Since its inception in 1948, Israel has forged partnerships with a number of strategic allies. It enjoys strong trade relationships with India and China, conducts defence deals with Russia and Germany, has a free trade agreement with the European Union, and has even normalised relations with former antagonists like Egypt and the United Arab Emirates.

However, over its short yet storied past, Israel can point to three countries with whom its associations have taken on particular significance — the UK and France, particularly during the mid-20th century, and the United States, by far its biggest ally in recent times. 
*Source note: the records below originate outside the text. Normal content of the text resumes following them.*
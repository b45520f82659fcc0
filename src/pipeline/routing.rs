//! Routing engine: intent/priority to business-unit handler.
//!
//! Rules are evaluated in declaration order; the first match wins.
//! Ambiguous intent or no match goes to the escalation handler.
//! The table is immutable once built; [`Router::reload`] swaps it whole.

use std::collections::HashSet;
use std::sync::{Arc, RwLock};

use serde::{Deserialize, Serialize};
use tracing::{debug, info};

use crate::error::ConfigError;
use crate::pipeline::types::{Handler, InboundMessage, Intent, PriorityTier, RoutingDecision};

/// Handler used when nothing else applies.
pub const ESCALATION_HANDLER: Handler = Handler::Management;

/// Rule name recorded on every decision that fell back to management.
pub const FALLBACK_RULE: &str = "escalation_fallback";

/// A single routing rule.
#[derive(Debug, Clone, PartialEq, Eq, Serialize, Deserialize)]
pub struct RoutingRule {
    pub name: String,
    pub intent: Intent,
    /// Restrict to these tiers. Empty means any tier.
    #[serde(default)]
    pub tiers: Vec<PriorityTier>,
    pub handler: Handler,
}

impl RoutingRule {
    pub fn new(name: impl Into<String>, intent: Intent, handler: Handler) -> Self {
        Self {
            name: name.into(),
            intent,
            tiers: Vec::new(),
            handler,
        }
    }

    pub fn for_tiers(mut self, tiers: impl IntoIterator<Item = PriorityTier>) -> Self {
        self.tiers = tiers.into_iter().collect();
        self
    }

    fn matches(&self, intent: Intent, tier: PriorityTier) -> bool {
        self.intent == intent && (self.tiers.is_empty() || self.tiers.contains(&tier))
    }
}

/// Validated, ordered rule list.
#[derive(Debug, Clone, PartialEq, Eq, Serialize)]
pub struct RoutingTable {
    rules: Vec<RoutingRule>,
}

impl RoutingTable {
    pub fn new(rules: Vec<RoutingRule>) -> Result<Self, ConfigError> {
        if rules.is_empty() {
            return Err(ConfigError::EmptyRoutingTable);
        }
        let mut seen = HashSet::new();
        for rule in &rules {
            if !seen.insert(rule.name.as_str()) {
                return Err(ConfigError::DuplicateRule(rule.name.clone()));
            }
        }
        Ok(Self { rules })
    }

    pub fn default_table() -> Self {
        Self {
            rules: vec![
                RoutingRule::new("orders", Intent::Order, Handler::Orders),
                RoutingRule::new("invoices", Intent::Invoice, Handler::Finance),
                RoutingRule::new("supplier_mail", Intent::Supplier, Handler::Procurement),
                RoutingRule::new("complaints", Intent::Complaint, Handler::Quality),
                RoutingRule::new("support", Intent::Support, Handler::Support),
            ],
        }
    }

    pub fn rules(&self) -> &[RoutingRule] {
        &self.rules
    }

    /// Route a fully prioritized message.
    pub fn decide(&self, message: &InboundMessage) -> RoutingDecision {
        let intent = message.intent().unwrap_or(Intent::Ambiguous);
        let tier = message
            .assessment
            .as_ref()
            .map(|a| a.priority)
            .unwrap_or(PriorityTier::Normal);

        if intent == Intent::Ambiguous {
            return RoutingDecision {
                message_id: message.id,
                handler: ESCALATION_HANDLER,
                rule: FALLBACK_RULE.into(),
                reason: "ambiguous classification".into(),
            };
        }

        match self.rules.iter().find(|r| r.matches(intent, tier)) {
            Some(rule) => RoutingDecision {
                message_id: message.id,
                handler: rule.handler,
                rule: rule.name.clone(),
                reason: format!("intent {intent} at {tier}"),
            },
            None => RoutingDecision {
                message_id: message.id,
                handler: ESCALATION_HANDLER,
                rule: FALLBACK_RULE.into(),
                reason: format!("no rule for intent {intent} at {tier}"),
            },
        }
    }
}

/// Holds the live table. Readers take a snapshot; reloads replace the `Arc`.
pub struct Router {
    table: RwLock<Arc<RoutingTable>>,
}

impl Router {
    pub fn new(table: RoutingTable) -> Self {
        Self {
            table: RwLock::new(Arc::new(table)),
        }
    }

    pub fn snapshot(&self) -> Arc<RoutingTable> {
        let guard = self.table.read().unwrap_or_else(|e| e.into_inner());
        Arc::clone(&guard)
    }

    pub fn route(&self, message: &InboundMessage) -> RoutingDecision {
        let decision = self.snapshot().decide(message);
        debug!(
            message_id = %message.id,
            handler = %decision.handler,
            rule = %decision.rule,
            "Routing decision"
        );
        decision
    }

    /// Replace the whole table at once.
    pub fn reload(&self, table: RoutingTable) {
        let count = table.rules.len();
        let mut guard = self.table.write().unwrap_or_else(|e| e.into_inner());
        *guard = Arc::new(table);
        info!(rules = count, "Routing table reloaded");
    }
}

#[cfg(test)]
mod tests {
    use chrono::Utc;

    use super::*;
    use crate::pipeline::types::{Classification, NewMessage, PriorityAssessment};

    fn prioritized(intent: Intent, tier: PriorityTier) -> InboundMessage {
        let mut msg = InboundMessage::from_new(NewMessage {
            sender: "a@b.com".into(),
            subject: Some("s".into()),
            body: Some("b".into()),
            ..Default::default()
        })
        .unwrap();
        msg.apply_classification(Classification {
            intent,
            urgent: false,
            rule: "test".into(),
        })
        .unwrap();
        msg.apply_assessment(PriorityAssessment {
            priority: tier,
            response_deadline: Utc::now(),
            reason: "test".into(),
        })
        .unwrap();
        msg
    }

    #[test]
    fn default_table_routes_each_intent() {
        let table = RoutingTable::default_table();
        let cases = [
            (Intent::Order, Handler::Orders),
            (Intent::Invoice, Handler::Finance),
            (Intent::Supplier, Handler::Procurement),
            (Intent::Complaint, Handler::Quality),
            (Intent::Support, Handler::Support),
            (Intent::Ambiguous, Handler::Management),
        ];
        for (intent, handler) in cases {
            let d = table.decide(&prioritized(intent, PriorityTier::Normal));
            assert_eq!(d.handler, handler, "intent {intent}");
        }
    }

    #[test]
    fn first_declared_rule_wins_ties() {
        let table = RoutingTable::new(vec![
            RoutingRule::new("critical_orders", Intent::Order, Handler::Management)
                .for_tiers([PriorityTier::Critical]),
            RoutingRule::new("orders", Intent::Order, Handler::Orders),
        ])
        .unwrap();

        let critical = table.decide(&prioritized(Intent::Order, PriorityTier::Critical));
        assert_eq!(critical.rule, "critical_orders");
        assert_eq!(critical.handler, Handler::Management);

        let normal = table.decide(&prioritized(Intent::Order, PriorityTier::Normal));
        assert_eq!(normal.rule, "orders");

        let reversed = RoutingTable::new(vec![
            RoutingRule::new("orders", Intent::Order, Handler::Orders),
            RoutingRule::new("critical_orders", Intent::Order, Handler::Management)
                .for_tiers([PriorityTier::Critical]),
        ])
        .unwrap();
        let d = reversed.decide(&prioritized(Intent::Order, PriorityTier::Critical));
        assert_eq!(d.rule, "orders");
    }

    #[test]
    fn no_match_falls_back_to_escalation() {
        let table =
            RoutingTable::new(vec![RoutingRule::new("orders", Intent::Order, Handler::Orders)])
                .unwrap();
        let d = table.decide(&prioritized(Intent::Invoice, PriorityTier::Normal));
        assert_eq!(d.handler, ESCALATION_HANDLER);
        assert_eq!(d.rule, "escalation_fallback");
    }

    #[test]
    fn ambiguous_skips_the_table() {
        let table = RoutingTable::new(vec![RoutingRule::new(
            "catch_ambiguous",
            Intent::Ambiguous,
            Handler::Support,
        )])
        .unwrap();
        let d = table.decide(&prioritized(Intent::Ambiguous, PriorityTier::Normal));
        assert_eq!(d.handler, Handler::Management);
    }

    #[test]
    fn table_validation() {
        assert!(matches!(RoutingTable::new(vec![]), Err(ConfigError::EmptyRoutingTable)));
        let dup = RoutingTable::new(vec![
            RoutingRule::new("x", Intent::Order, Handler::Orders),
            RoutingRule::new("x", Intent::Support, Handler::Support),
        ]);
        assert!(matches!(dup, Err(ConfigError::DuplicateRule(name)) if name == "x"));
    }

    #[test]
    fn reload_swaps_whole_table() {
        let router = Router::new(RoutingTable::default_table());
        let before = router.snapshot();
        router.reload(
            RoutingTable::new(vec![RoutingRule::new("all_orders", Intent::Order, Handler::Finance)])
                .unwrap(),
        );
        // Snapshots taken earlier keep the old table intact.
        assert_eq!(before.rules().len(), 5);
        let d = router.route(&prioritized(Intent::Order, PriorityTier::Normal));
        assert_eq!(d.rule, "all_orders");
        assert_eq!(d.handler, Handler::Finance);
    }

    #[test]
    fn routing_is_deterministic() {
        let router = Router::new(RoutingTable::default_table());
        let msg = prioritized(Intent::Complaint, PriorityTier::Critical);
        assert_eq!(router.route(&msg), router.route(&msg));
    }
}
The story of Israel’s alliances with Western powers is a tale of complex geopolitical relations, shifting allegiances, and enduring support. Here is a look at how those relationships came to fruition and how they have developed over the years.
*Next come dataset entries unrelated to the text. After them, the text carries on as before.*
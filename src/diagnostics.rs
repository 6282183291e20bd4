//! Observability sink for soft failures.
//!
//! Functions that recover from bad input instead of failing (the image URL
//! classifier, for one) report what they saw through a [`Diagnostics`]
//! implementation rather than logging directly. Production code uses
//! [`TracingDiagnostics`]; tests use [`RecordingDiagnostics`] to assert on
//! exactly what was emitted without capturing process output.

use std::sync::Mutex;

#[derive(Debug, Clone, Copy, PartialEq, Eq)]
pub enum Severity {
    Warning,
    Error,
}

/// One emitted diagnostic.
#[derive(Debug, Clone, PartialEq, Eq)]
pub struct Diagnostic {
    pub severity: Severity,
    pub message: String,
    /// The offending value (URL, id, ...).
    pub subject: String,
}

/// Receiver for diagnostics. `Sync` so one sink can be shared across rayon
/// workers and page builds.
pub trait Diagnostics: Sync {
    fn emit(&self, diagnostic: Diagnostic);

    fn warn(&self, message: &str, subject: &str) {
        self.emit(Diagnostic {
            severity: Severity::Warning,
            message: message.to_string(),
            subject: subject.to_string(),
        });
    }

    fn error(&self, message: &str, subject: &str) {
        self.emit(Diagnostic {
            severity: Severity::Error,
            message: message.to_string(),
            subject: subject.to_string(),
        });
    }
}

/// Forwards diagnostics to the `tracing` subscriber.
#[derive(Debug, Clone, Copy, Default)]
pub struct TracingDiagnostics;

impl Diagnostics for TracingDiagnostics {
    fn emit(&self, diagnostic: Diagnostic) {
        match diagnostic.severity {
            Severity::Warning => {
                tracing::warn!(subject = %diagnostic.subject, "{}", diagnostic.message)
            }
            Severity::Error => {
                tracing::error!(subject = %diagnostic.subject, "{}", diagnostic.message)
            }
        }
    }
}

/// Collects diagnostics in memory.
///
/// Uses Mutex (not RefCell) so it is Sync like every other sink.
#[derive(Debug, Default)]
pub struct RecordingDiagnostics {
    recorded: Mutex<Vec<Diagnostic>>,
}

impl RecordingDiagnostics {
    pub fn new() -> Self {
        Self::default()
    }

    /// Snapshot of everything emitted so far.
    pub fn recorded(&self) -> Vec<Diagnostic> {
        self.recorded
            .lock()
            .map(|r| r.clone())
            .unwrap_or_else(|poisoned| poisoned.into_inner().clone())
    }

    pub fn count(&self, severity: Severity) -> usize {
        self.recorded()
            .iter()
            .filter(|d| d.severity == severity)
            .count()
    }
}

impl Diagnostics for RecordingDiagnostics {
    fn emit(&self, diagnostic: Diagnostic) {
        match self.recorded.lock() {
            Ok(mut recorded) => recorded.push(diagnostic),
            Err(poisoned) => poisoned.into_inner().push(diagnostic),
        }
    }
}
//! Text-derived post fields: fallback resolution, briefs, reading time.

/// Resolve a field from multiple sources.
///
/// Takes a list of optional values in priority order and returns the first
/// non-None, non-blank value, trimmed.
///
/// ```text
/// slug:  resolve(&[frontmatter_slug, id_without_extension])
/// brief: resolve(&[frontmatter_brief, first_body_line])
/// ```
pub fn resolve(sources: &[Option<&str>]) -> Option<String> {
    sources
        .iter()
        .filter_map(|opt| {
            opt.map(str::trim)
                .filter(|s| !s.is_empty())
                .map(String::from)
        })
        .next()
}

/// First line of prose in a markdown or MDX body, cut to `max_chars`.
///
/// Blank lines, headings and MDX `import`/`export` statements are skipped.
pub fn brief_from_body(body: &str, max_chars: usize) -> Option<String> {
    body.lines()
        .map(str::trim)
        .find(|line| !line.is_empty() && !line.starts_with('#') && !is_mdx_statement(line))
        .map(|line| line.chars().take(max_chars).collect())
}

fn is_mdx_statement(line: &str) -> bool {
    ["import ", "export "].iter().any(|kw| line.starts_with(kw))
}

/// Whitespace-separated word count.
pub fn word_count(text: &str) -> usize {
    text.split_whitespace().count()
}

/// Reading time in minutes, rounded up, never below 1.
pub fn reading_time(text: &str, words_per_minute: u32) -> u32 {
    let words = word_count(text) as u64;
    let wpm = u64::from(words_per_minute.max(1));
    let minutes = words.div_ceil(wpm);
    u32::try_from(minutes).unwrap_or(u32::MAX).max(1)
}
//! Reading the external article feed.
//!
//! The freeCodeCamp author feed is RSS 2.0, but any Atom 1.0 document works
//! too: parsing tries RSS first and falls back to Atom. Entries come out as
//! [`RawFeedPost`] records; normalization happens later.
//!
//! | Entry field | RSS | Atom |
//! |---|---|---|
//! | id | `guid` → `link` → position | `id` → position |
//! | url | `link` | alternate `link` |
//! | description | `description` | `summary` |
//! | content | `content:encoded` | `content` |
//! | publishedAt | `pubDate` | `published` → `updated` |
//! | media | `media:content`, `media:thumbnail` | same |
//! | image | image `enclosure` | — |
//! | categories | `category` text as label and term | `category` label/term |

use crate::dates::parse_date;
use crate::normalize::raw::{FeedCategory, FeedEntry, FeedImage, FeedMedia, RawFeedPost};
use chrono::Utc;
use std::collections::BTreeMap;
use std::io::Cursor;
use std::path::Path;
use thiserror::Error;

#[derive(Error, Debug)]
pub enum FeedError {
    #[error("IO error: {0}")]
    Io(#[from] std::io::Error),
    #[error("Not an RSS or Atom feed (rss: {rss}; atom: {atom})")]
    Unrecognized {
        rss: rss::Error,
        atom: atom_syndication::Error,
    },
}

const MEDIA_NAMESPACE: &str = "media";
const MEDIA_ELEMENTS: &[&str] = &["content", "thumbnail"];

pub fn read_feed(path: &Path) -> Result<Vec<RawFeedPost>, FeedError> {
    let content = std::fs::read(path)?;
    let posts = parse_feed(&content)?;
    tracing::debug!(path = %path.display(), entries = posts.len(), "read feed");
    Ok(posts)
}

pub fn parse_feed(content: &[u8]) -> Result<Vec<RawFeedPost>, FeedError> {
    match rss::Channel::read_from(Cursor::new(content)) {
        Ok(channel) => Ok(channel.items.into_iter().enumerate().map(rss_post).collect()),
        Err(rss) => match atom_syndication::Feed::read_from(Cursor::new(content)) {
            Ok(feed) => Ok(feed.entries.into_iter().enumerate().map(atom_post).collect()),
            Err(atom) => Err(FeedError::Unrecognized { rss, atom }),
        },
    }
}

fn rss_post((index, item): (usize, rss::Item)) -> RawFeedPost {
    let id = item
        .guid
        .as_ref()
        .map(|g| g.value.trim().to_string())
        .filter(|v| !v.is_empty())
        .or_else(|| item.link.clone().filter(|l| !l.trim().is_empty()))
        .unwrap_or_else(|| index.to_string());

    let image = item
        .enclosure
        .as_ref()
        .filter(|e| e.mime_type.starts_with("image/"))
        .map(|e| FeedImage {
            url: Some(e.url.clone()),
        });

    let categories: Vec<FeedCategory> = item
        .categories
        .iter()
        .map(|c| FeedCategory {
            label: Some(c.name.clone()),
            term: Some(c.name.clone()),
        })
        .collect();

    let media = media_urls(item.extensions.get(MEDIA_NAMESPACE).map(|elements| {
        MEDIA_ELEMENTS
            .iter()
            .filter_map(|name| elements.get(*name))
            .flatten()
            .map(|ext| &ext.attrs)
            .collect::<Vec<_>>()
    }));

    RawFeedPost {
        id,
        data: FeedEntry {
            title: item.title,
            url: item.link,
            description: item.description,
            content: item.content,
            published_at: item.pub_date.as_deref().and_then(parse_date),
            media,
            image,
            categories: (!categories.is_empty()).then_some(categories),
        },
    }
}

fn atom_post((index, entry): (usize, atom_syndication::Entry)) -> RawFeedPost {
    let id = Some(entry.id.trim().to_string())
        .filter(|v| !v.is_empty())
        .unwrap_or_else(|| index.to_string());

    let url = entry
        .links
        .iter()
        .find(|l| l.rel == "alternate")
        .or_else(|| entry.links.first())
        .map(|l| l.href.clone());

    let categories: Vec<FeedCategory> = entry
        .categories
        .iter()
        .map(|c| FeedCategory {
            label: c.label.clone(),
            term: Some(c.term.clone()),
        })
        .collect();

    let media = media_urls(entry.extensions.get(MEDIA_NAMESPACE).map(|elements| {
        MEDIA_ELEMENTS
            .iter()
            .filter_map(|name| elements.get(*name))
            .flatten()
            .map(|ext| &ext.attrs)
            .collect::<Vec<_>>()
    }));

    let published = entry.published.unwrap_or(entry.updated);

    RawFeedPost {
        id,
        data: FeedEntry {
            title: Some(entry.title.value),
            url,
            description: entry.summary.map(|s| s.value),
            content: entry.content.and_then(|c| c.value),
            published_at: Some(published.with_timezone(&Utc)),
            media,
            image: None,
            categories: (!categories.is_empty()).then_some(categories),
        },
    }
}

/// `url` attributes of media elements, in document order.
fn media_urls(elements: Option<Vec<&BTreeMap<String, String>>>) -> Option<Vec<FeedMedia>> {
    let media: Vec<FeedMedia> = elements?
        .into_iter()
        .filter_map(|attrs| attrs.get("url"))
        .map(|url| FeedMedia {
            url: Some(url.clone()),
        })
        .collect();
    (!media.is_empty()).then_some(media)
}

#[cfg(test)]
mod tests {
    use super::*;
    use crate::test_helpers::{date, fixture_feed};

    const RSS: &str = r#"<?xml version="1.0" encoding="UTF-8"?>
<rss version="2.0" xmlns:media="http://search.yahoo.com/mrss/"
     xmlns:content="http://purl.org/rss/1.0/modules/content/">
  <channel>
    <title>Feed</title>
    <link>https://example.com</link>
    <description>Test</description>
    <item>
      <title>First</title>
      <link>https://example.com/news/first/</link>
      <guid>g-1</guid>
      <description>Summary</description>
      <content:encoded><![CDATA[<p>Body</p>]]></content:encoded>
      <pubDate>Wed, 15 Jan 2025 10:00:00 +0000</pubDate>
      <category>JavaScript</category>
      <media:thumbnail url="https://cdn.example.com/thumb.png"></media:thumbnail>
    </item>
    <item>
      <link>https://example.com/news/second/</link>
      <pubDate>not a date</pubDate>
    </item>
    <item>
      <title>Third</title>
    </item>
  </channel>
</rss>"#;

    const ATOM: &str = r#"<?xml version="1.0" encoding="utf-8"?>
<feed xmlns="http://www.w3.org/2005/Atom" xmlns:media="http://search.yahoo.com/mrss/">
  <title>Feed</title>
  <id>urn:feed</id>
  <updated>2025-02-01T00:00:00Z</updated>
  <entry>
    <title>Atom entry</title>
    <id>urn:entry:1</id>
    <link rel="alternate" href="https://example.com/news/atom-entry/"/>
    <updated>2025-02-01T00:00:00Z</updated>
    <published>2025-01-20T12:00:00Z</published>
    <summary>Atom summary</summary>
    <category term="open-source" label="Open Source"/>
    <media:content url="https://cdn.example.com/atom.png"></media:content>
  </entry>
  <entry>
    <title>Only updated</title>
    <id>urn:entry:2</id>
    <updated>2025-01-05T00:00:00Z</updated>
  </entry>
</feed>"#;

    // =========================================================================
    // RSS
    // =========================================================================

    #[test]
    fn rss_entry_fields() {
        let posts = parse_feed(RSS.as_bytes()).unwrap();
        assert_eq!(posts.len(), 3);

        let first = &posts[0];
        assert_eq!(first.id, "g-1");
        assert_eq!(first.data.title.as_deref(), Some("First"));
        assert_eq!(first.data.url.as_deref(), Some("https://example.com/news/first/"));
        assert_eq!(first.data.description.as_deref(), Some("Summary"));
        assert_eq!(first.data.content.as_deref(), Some("<p>Body</p>"));
        assert_eq!(first.data.published_at, Some(date("2025-01-15T10:00:00Z")));
        assert_eq!(
            first.data.media,
            Some(vec![FeedMedia {
                url: Some("https://cdn.example.com/thumb.png".into())
            }])
        );
        assert_eq!(
            first.data.categories,
            Some(vec![FeedCategory {
                label: Some("JavaScript".into()),
                term: Some("JavaScript".into()),
            }])
        );
    }

    #[test]
    fn rss_id_falls_back_to_link_then_position() {
        let posts = parse_feed(RSS.as_bytes()).unwrap();
        assert_eq!(posts[1].id, "https://example.com/news/second/");
        assert_eq!(posts[2].id, "2");
    }

    #[test]
    fn rss_bad_date_is_none() {
        let posts = parse_feed(RSS.as_bytes()).unwrap();
        assert_eq!(posts[1].data.published_at, None);
        assert_eq!(posts[1].data.categories, None);
        assert_eq!(posts[1].data.media, None);
    }

    #[test]
    fn fixture_feed_reads_enclosure_image() {
        let posts = read_feed(&fixture_feed()).unwrap();
        assert_eq!(posts.len(), 2);
        assert_eq!(posts[0].id, "65a1f0c2e4b0a1");
        assert_eq!(
            posts[1].data.image,
            Some(FeedImage {
                url: Some("https://assets.example.com/ratios.jpg".into())
            })
        );
        assert_eq!(posts[1].data.media, None);
    }

    // =========================================================================
    // Atom
    // =========================================================================

    #[test]
    fn atom_entry_fields() {
        let posts = parse_feed(ATOM.as_bytes()).unwrap();
        assert_eq!(posts.len(), 2);

        let entry = &posts[0];
        assert_eq!(entry.id, "urn:entry:1");
        assert_eq!(entry.data.url.as_deref(), Some("https://example.com/news/atom-entry/"));
        assert_eq!(entry.data.description.as_deref(), Some("Atom summary"));
        assert_eq!(entry.data.published_at, Some(date("2025-01-20T12:00:00Z")));
        assert_eq!(
            entry.data.categories,
            Some(vec![FeedCategory {
                label: Some("Open Source".into()),
                term: Some("open-source".into()),
            }])
        );
        assert_eq!(
            entry.data.media,
            Some(vec![FeedMedia {
                url: Some("https://cdn.example.com/atom.png".into())
            }])
        );
    }

    #[test]
    fn atom_published_falls_back_to_updated() {
        let posts = parse_feed(ATOM.as_bytes()).unwrap();
        assert_eq!(posts[1].data.published_at, Some(date("2025-01-05")));
        assert_eq!(posts[1].data.url, None);
    }

    // =========================================================================
    // Errors
    // =========================================================================

    #[test]
    fn garbage_is_unrecognized() {
        let result = parse_feed(b"<html><body>nope</body></html>");
        assert!(matches!(result, Err(FeedError::Unrecognized { .. })));
    }

    #[test]
    fn missing_file_is_io_error() {
        let result = read_feed(Path::new("/nonexistent/feed.xml"));
        assert!(matches!(result, Err(FeedError::Io(_))));
    }
}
The seeds of Israel’s friendships were sown in 1917 with the Balfour Declaration, a significant expression of British support for a ‘Jewish National Home’ in Palestine. This declaration set in motion a series of events that led to the establishment of Israel. As the British-Israeli historian Jonathan Spyer states in the Middle East Review of International Affairs, the sympathy for Zionist aims expressed in the Balfour Declaration, above all, enabled the Zionists to build up the Jewish population in Mandatory Palestine from 55,000 in 1917 to just over 162,000 in 1929. 

British Foreign Secretary Arthur James Balfour British Foreign Secretary Arthur James Balfour (Wikimedia Commons)
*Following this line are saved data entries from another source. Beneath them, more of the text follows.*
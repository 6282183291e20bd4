//! Content directory scanning.
//!
//! Stage 1 of the folio pipeline. Walks the content root, reads every
//! markdown post, and splits it into frontmatter and body, producing the
//! [`RawLocalPost`] records the local normalizer consumes.
//!
//! ## Directory Structure
//!
//! ```text
//! content/                               # Content root
//! ├── config.toml                        # Site configuration (optional)
//! ├── hello-world.md                     # id: hello-world.md
//! ├── 2024/
//! │   ├── astro-migration.mdx            # id: 2024/astro-migration.mdx
//! │   └── _draft-ideas.md                # skipped (leading underscore)
//! └── _templates/                        # skipped with everything inside
//!     └── post.md
//! ```
//!
//! ## Post Files
//!
//! A post is a `.md`, `.mdx` or `.markdown` file that opens with a YAML
//! frontmatter block between `---` fences:
//!
//! ```text
//! ---
//! title: Hello World
//! publishedAt: 2025-01-15
//! tags: [Rust, { name: Web Dev, slug: webdev }]
//! ---
//! Body text...
//! ```
//!
//! Files and directories whose names start with `_` or `.` are ignored. The
//! post id is the path relative to the root with `/` separators on every
//! platform. Files are parsed in parallel; the result is sorted by id.

use crate::naming::CONTENT_EXTENSIONS;
use crate::normalize::raw::{LocalFrontmatter, RawLocalPost};
use rayon::prelude::*;
use std::fs;
use std::path::{Path, PathBuf};
use thiserror::Error;
use walkdir::{DirEntry, WalkDir};

#[derive(Error, Debug)]
pub enum ScanError {
    #[error("IO error: {0}")]
    Io(#[from] std::io::Error),
    #[error("Directory walk error: {0}")]
    Walk(#[from] walkdir::Error),
    #[error("No frontmatter block found in {0}")]
    MissingFrontmatter(PathBuf),
    #[error("Invalid frontmatter in {path}: {source}")]
    Frontmatter {
        path: PathBuf,
        source: serde_yaml::Error,
    },
}

const FENCE: &str = "---";

pub fn scan(root: &Path) -> Result<Vec<RawLocalPost>, ScanError> {
    let files = collect_post_files(root)?;
    tracing::debug!(root = %root.display(), files = files.len(), "scanning content");

    let mut posts = files
        .par_iter()
        .map(|path| read_post(root, path))
        .collect::<Result<Vec<_>, _>>()?;

    posts.sort_by(|a, b| a.id.cmp(&b.id));
    Ok(posts)
}

fn collect_post_files(root: &Path) -> Result<Vec<PathBuf>, ScanError> {
    let mut files = Vec::new();
    let walker = WalkDir::new(root)
        .follow_links(true)
        .into_iter()
        .filter_entry(|e| e.depth() == 0 || !is_hidden(e));

    for entry in walker {
        let entry = entry?;
        if entry.file_type().is_file() && is_post(entry.path()) {
            files.push(entry.into_path());
        }
    }
    Ok(files)
}

fn is_hidden(entry: &DirEntry) -> bool {
    entry
        .file_name()
        .to_str()
        .map(|name| name.starts_with('_') || name.starts_with('.'))
        .unwrap_or(false)
}

fn is_post(path: &Path) -> bool {
    path.extension()
        .and_then(|e| e.to_str())
        .map(|ext| CONTENT_EXTENSIONS.iter().any(|c| ext.eq_ignore_ascii_case(c)))
        .unwrap_or(false)
}

fn read_post(root: &Path, path: &Path) -> Result<RawLocalPost, ScanError> {
    let content = fs::read_to_string(path)?;
    let (frontmatter, body) =
        split_frontmatter(&content).ok_or_else(|| ScanError::MissingFrontmatter(path.to_path_buf()))?;

    let data: LocalFrontmatter =
        serde_yaml::from_str(frontmatter).map_err(|source| ScanError::Frontmatter {
            path: path.to_path_buf(),
            source,
        })?;

    let id = post_id(root, path);
    tracing::debug!(id = %id, "read post");

    Ok(RawLocalPost {
        id,
        body: Some(body.to_string()),
        data,
    })
}

/// Root-relative path with `/` separators.
fn post_id(root: &Path, path: &Path) -> String {
    let relative = path.strip_prefix(root).unwrap_or(path);
    relative
        .components()
        .map(|c| c.as_os_str().to_string_lossy())
        .collect::<Vec<_>>()
        .join("/")
}

/// Split `content` into (frontmatter, body).
///
/// The first line must be a `---` fence (a BOM is tolerated) and a later line
/// must close it. Returns `None` otherwise.
fn split_frontmatter(content: &str) -> Option<(&str, &str)> {
    let content = content.strip_prefix('\u{feff}').unwrap_or(content);
    let first_line_end = content.find('\n').unwrap_or(content.len());
    if content[..first_line_end].trim_end() != FENCE {
        return None;
    }
    let rest = content.get(first_line_end + 1..)?;

    let mut offset = 0;
    for line in rest.split_inclusive('\n') {
        if line.trim_end() == FENCE {
            let frontmatter = &rest[..offset];
            let body = &rest[offset + line.len()..];
            return Some((frontmatter, body));
        }
        offset += line.len();
    }
    None
}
However, beginning in the 1930s, relations between the British authorities and the Jews in Palestine steadily began to deteriorate. The Balfour Declaration, a letter written by then-British foreign secretary Arthur Balfour and addressed to Lionel Walter Rothschild, the leader of the British Jewish community, was an expression of Britain’s strategic interests during the First World War, rooted in the power politics of the Middle East rather than in any intrinsic support for a Jewish homeland. In fact, as Prime Minister in 1905, Balfour signed a bill preventing Jews fleeing from persecution in Russia from coming to Britain (where conditions were scantily better).  

Festive offer

Given these uncertain motives, when the Arab powers grew closer to Germany and Italy in the 1930s, the British were quick to reverse course, prioritising their relationships with Arab leaders over those with the Zionists. Documented by British historian Nick Reynold in The 1945-1952 British Government’s Opposition to Zionism and the Emergent State of Israel (2021), after 1929, Britain began to restrict Jewish immigration into Palestine and, under Prime Minister Clement Attlee in 1946, refused to admit 100,000 Jewish refugees, despite facing considerable pressure from US President Harry Truman to do so. However, Britain was eventually forced to concede to the demands of Washington, its refusal to back Jewish interests producing, according to Reynold, “a shocking depth of anti-British feeling in the United States.”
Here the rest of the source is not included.